## Activity
Below are some records. Copy every line in them that holds "OrderKind".

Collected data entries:
//! Paper execution book — working-order lifecycle over a bar replay.
//!
//! The book owns every working order. Each new bar runs the matcher over the
//! working set in id (= creation) order, then runs the trailing pass. Fills
//! remove their order, cancel OCO siblings within the same pass, and stage
//! any pending bracket children for the next bar. Working orders live in a
//! `BTreeMap` keyed by id so iteration order is deterministic; replaying the
//! same bars through a fresh book yields bit-identical fills.

use super::cost_model::CostModel;
use super::matcher::{match_order, MatchOutcome};
use crate::domain::{
    Bar, BracketOrder, Fill, OcoGroupId, Order, OrderError, OrderId, OrderKind, OrderSide, TrailBy,
};
use log::warn;
use std::collections::BTreeMap;

/// Result of a submission: the assigned id, plus the immediate fill if the
/// order matched against the last seen bar.
#[derive(Debug, Clone, PartialEq)]
pub struct Submitted {
    pub order_id: OrderId,
    pub fill: Option<Fill>,
}

/// The paper book.
pub struct PaperBook {
    cost: CostModel,
    /// Working orders, keyed by id. Id order is creation order.
    orders: BTreeMap<OrderId, Order>,
    /// Bracket children waiting for their parent (keyed by parent id).
    dormant: BTreeMap<OrderId, Vec<Order>>,
    last_bar: Option<Bar>,
    /// Sequence number of the last processed bar; 0 before any bar.
    bar_seq: u64,
    next_order_id: u64,
    next_oco_id: u64,
    /// Cumulative fill log for the whole run.
    fills: Vec<Fill>,
}

impl PaperBook {
    pub fn new(cost: CostModel) -> Self {
        Self {
            cost,
            orders: BTreeMap::new(),
            dormant: BTreeMap::new(),
            last_bar: None,
            bar_seq: 0,
            next_order_id: 0,
            next_oco_id: 0,
            fills: Vec::new(),
        }
    }

    // ── Public API ─────────────────────────────────────────────────────

    /// Process a new bar: ordinary matching pass, then the trailing pass.
    /// Returns this bar's fills in resolution order (ordinary before
    /// trailing).
    pub fn on_bar(&mut self, bar: &Bar) -> Vec<Fill> {
        // Bars are validated upstream; this only guards debug builds.
        debug_assert!(bar.is_sane(), "malformed bar reached the book: {bar:?}");
        self.bar_seq += 1;
        let seq = self.bar_seq;
        self.last_bar = Some(bar.clone());
        let mut new_fills = Vec::new();

        // Ordinary pass, in creation order. An order may have been removed
        // mid-pass by an OCO sibling's fill.
        let ids: Vec<OrderId> = self.orders.keys().copied().collect();
        for id in ids {
            let Some(order) = self.orders.get(&id) else {
                continue;
            };
            // Bracket children staged during this bar wait until the next.
            if order.activated_seq == Some(seq) {
                continue;
            }
            if matches!(order.kind, OrderKind::TrailingStop { .. }) {
                continue;
            }
            match match_order(order, bar, &self.cost) {
                MatchOutcome::Filled(fill) => {
                    let group = order.oco_group_id;
                    self.orders.remove(&id);
                    self.cancel_group_siblings(group, id);
                    self.activate_children(id, seq);
                    self.fills.push(fill.clone());
                    new_fills.push(fill);
                }
                MatchOutcome::Working => {}
                MatchOutcome::Cancelled => {
                    self.orders.remove(&id);
                    self.dormant.remove(&id);
                }
            }
        }

        // Trailing pass: ratchet anchors, fire synthetic market exits.
        let ids: Vec<OrderId> = self.orders.keys().copied().collect();
        for id in ids {
            let Some(order) = self.orders.get_mut(&id) else {
                continue;
            };
            if order.activated_seq == Some(seq) {
                continue;
            }
            let side = order.side;
            let OrderKind::TrailingStop { trail, anchor } = &mut order.kind else {
                continue;
            };
            let trail = *trail;

            // First observed bar only seeds the anchor; no trigger exists yet.
            let Some(prev) = *anchor else {
                *anchor = Some(match side {
                    OrderSide::Sell => bar.high,
                    OrderSide::Buy => bar.low,
                });
                continue;
            };

            // The trigger derives from the *previous* anchor; the anchor
            // itself only ratchets in the protective direction.
            let (breached, raw_exit) = match side {
                OrderSide::Sell => {
                    *anchor = Some(prev.max(bar.high));
                    let trigger = match trail {
                        TrailBy::Amount(a) => prev - a,
                        TrailBy::Percent(p) => prev * (1.0 - p),
                    };
                    (bar.low <= trigger, bar.open.min(trigger))
                }
                OrderSide::Buy => {
                    *anchor = Some(prev.min(bar.low));
                    let trigger = match trail {
                        TrailBy::Amount(a) => prev + a,
                        TrailBy::Percent(p) => prev * (1.0 + p),
                    };
                    (bar.high >= trigger, bar.open.max(trigger))
                }
            };

            if breached {
                let Some(order) = self.orders.remove(&id) else {
                    continue;
                };
                let fill = self.market_fill(&order, raw_exit);
                self.cancel_group_siblings(order.oco_group_id, id);
                self.fills.push(fill.clone());
                new_fills.push(fill);
            }
        }

        new_fills
    }

    /// Submit a single order.
    ///
    /// Validates, assigns an id, and — if a bar has already been seen —
    /// attempts an immediate match against it, so a live market order fills
    /// right away. Unfilled GTC orders enter the book; unfilled non-GTC
    /// orders are gone after this call. A non-GTC order submitted before any
    /// bar exists is dropped with a warning.
    pub fn submit(&mut self, mut order: Order) -> Result<Submitted, OrderError> {
        order.validate()?;
        order.id = self.alloc_order_id();
        let id = order.id;

        // A trailing order starts tracking from the last seen bar.
        if let (Some(bar), OrderKind::TrailingStop { anchor, .. }) =
            (&self.last_bar, &mut order.kind)
        {
            if anchor.is_none() {
                *anchor = Some(match order.side {
                    OrderSide::Sell => bar.high,
                    OrderSide::Buy => bar.low,
                });
            }
        }

        match self.last_bar.clone() {
            Some(bar) => match match_order(&order, &bar, &self.cost) {
                MatchOutcome::Filled(fill) => {
                    self.cancel_group_siblings(order.oco_group_id, id);
                    self.fills.push(fill.clone());
                    Ok(Submitted {
                        order_id: id,
                        fill: Some(fill),
                    })
                }
                MatchOutcome::Working => {
                    self.orders.insert(id, order);
                    Ok(Submitted {
                        order_id: id,
                        fill: None,
                    })
                }
                MatchOutcome::Cancelled => Ok(Submitted {
                    order_id: id,
                    fill: None,
                }),
            },
            None => {
                if order.tif.cancels_if_unfilled() {
                    warn!("dropping non-GTC {id} submitted before any bar");
                    Ok(Submitted {
                        order_id: id,
                        fill: None,
                    })
                } else {
                    self.orders.insert(id, order);
                    Ok(Submitted {
                        order_id: id,
                        fill: None,
                    })
                }
            }
        }
    }

    /// Submit a bracket: parent first, children dormant until the parent
    /// fills. Children share one freshly generated OCO group and become
    /// eligible starting with the bar *after* the parent's fill — never the
    /// same bar.
    pub fn submit_bracket(&mut self, bracket: BracketOrder) -> Result<Submitted, OrderError> {
        let BracketOrder {
            entry,
            take_profit,
            stop_loss,
        } = bracket;

        // Children are validated before the entry is submitted, so an
        // invalid bracket leaves the book untouched.
        if let Some(tp) = &take_profit {
            tp.validate()?;
        }
        if let Some(sl) = &stop_loss {
            sl.validate()?;
        }

        let submitted = self.submit(entry)?;
        let parent_id = submitted.order_id;

        let mut children: Vec<Order> = take_profit.into_iter().chain(stop_loss).collect();
        if children.is_empty() {
            return Ok(submitted);
        }
        let oco = self.alloc_oco_id();
        for child in &mut children {
            child.id = self.alloc_order_id();
            child.parent_id = Some(parent_id);
            child.oco_group_id = Some(oco);
        }

        if submitted.fill.is_some() {
            // Parent filled on submission: children go working now but are
            // not eligible until the next bar.
            for mut child in children {
                child.activated_seq = Some(self.bar_seq);
                self.orders.insert(child.id, child);
            }
        } else if self.orders.contains_key(&parent_id) {
            self.dormant.insert(parent_id, children);
        } else {
            warn!("bracket parent {parent_id} not working; children dropped");
        }

        Ok(submitted)
    }

    /// Remove a working order and any dormant children it staged.
    /// Returns whether anything was removed. No event is produced.
    pub fn cancel(&mut self, id: OrderId) -> bool {
        let removed = self.orders.remove(&id).is_some();
        let had_children = self.dormant.remove(&id).is_some();
        removed || had_children
    }

    // ── Accessors ──────────────────────────────────────────────────────

    pub fn get(&self, id: OrderId) -> Option<&Order> {
        self.orders.get(&id)
    }

    pub fn is_working(&self, id: OrderId) -> bool {
        self.orders.contains_key(&id)
    }

    /// Whether the order is a staged bracket child still waiting for its
    /// parent to fill.
    pub fn is_dormant(&self, id: OrderId) -> bool {
        self.dormant
            .values()
            .any(|children| children.iter().any(|c| c.id == id))
    }

    pub fn working_count(&self) -> usize {
        self.orders.len()
    }

    /// Working orders in creation order.
    pub fn working_orders(&self) -> impl Iterator<Item = &Order> {
        self.orders.values()
    }

    /// Cumulative fill log for the run.
    pub fn fills(&self) -> &[Fill] {
        &self.fills
    }

    pub fn last_bar(&self) -> Option<&Bar> {
        self.last_bar.as_ref()
    }

    // ── Internal helpers ───────────────────────────────────────────────

    fn alloc_order_id(&mut self) -> OrderId {
        self.next_order_id += 1;
        OrderId(self.next_order_id)
    }

    fn alloc_oco_id(&mut self) -> OcoGroupId {
        self.next_oco_id += 1;
        OcoGroupId(self.next_oco_id)
    }

    /// Remove every working sibling of a filled OCO member, without
    /// producing any fill or rejection. Runs inside the pass that produced
    /// the triggering fill, so no later bar can fill both siblings.
    fn cancel_group_siblings(&mut self, group: Option<OcoGroupId>, filled: OrderId) {
        let Some(group) = group else {
            return;
        };
        let siblings: Vec<OrderId> = self
            .orders
            .values()
            .filter(|o| o.oco_group_id == Some(group) && o.id != filled)
            .map(|o| o.id)
            .collect();
        for sibling in siblings {
            self.orders.remove(&sibling);
            self.dormant.remove(&sibling);
        }
    }

    /// Move a filled parent's dormant children into the working set,
    /// eligible from the next bar.
    fn activate_children(&mut self, parent: OrderId, seq: u64) {
        if let Some(children) = self.dormant.remove(&parent) {
            for mut child in children {
                child.activated_seq = Some(seq);
                self.orders.insert(child.id, child);
            }
        }
    }

    /// Synthetic market fill (trailing exits): directional slippage applies.
    fn market_fill(&self, order: &Order, raw_price: f64) -> Fill {
        let price = self.cost.apply_slippage(raw_price, order.side);
        Fill {
            order_id: order.id,
            quantity: order.side.sign() * order.quantity,
            price,
            commission: self.cost.commission(price, order.quantity),
            slippage_bps: self.cost.slippage_bps,
        }
    }
}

## Answer space
    Bar, BracketOrder, Fill, OcoGroupId, Order, OrderError, OrderId, OrderKind, OrderSide, TrailBy,
            if matches!(order.kind, OrderKind::TrailingStop { .. }) {
            let OrderKind::TrailingStop { trail, anchor } = &mut order.kind else {
        if let (Some(bar), OrderKind::TrailingStop { anchor, .. }) =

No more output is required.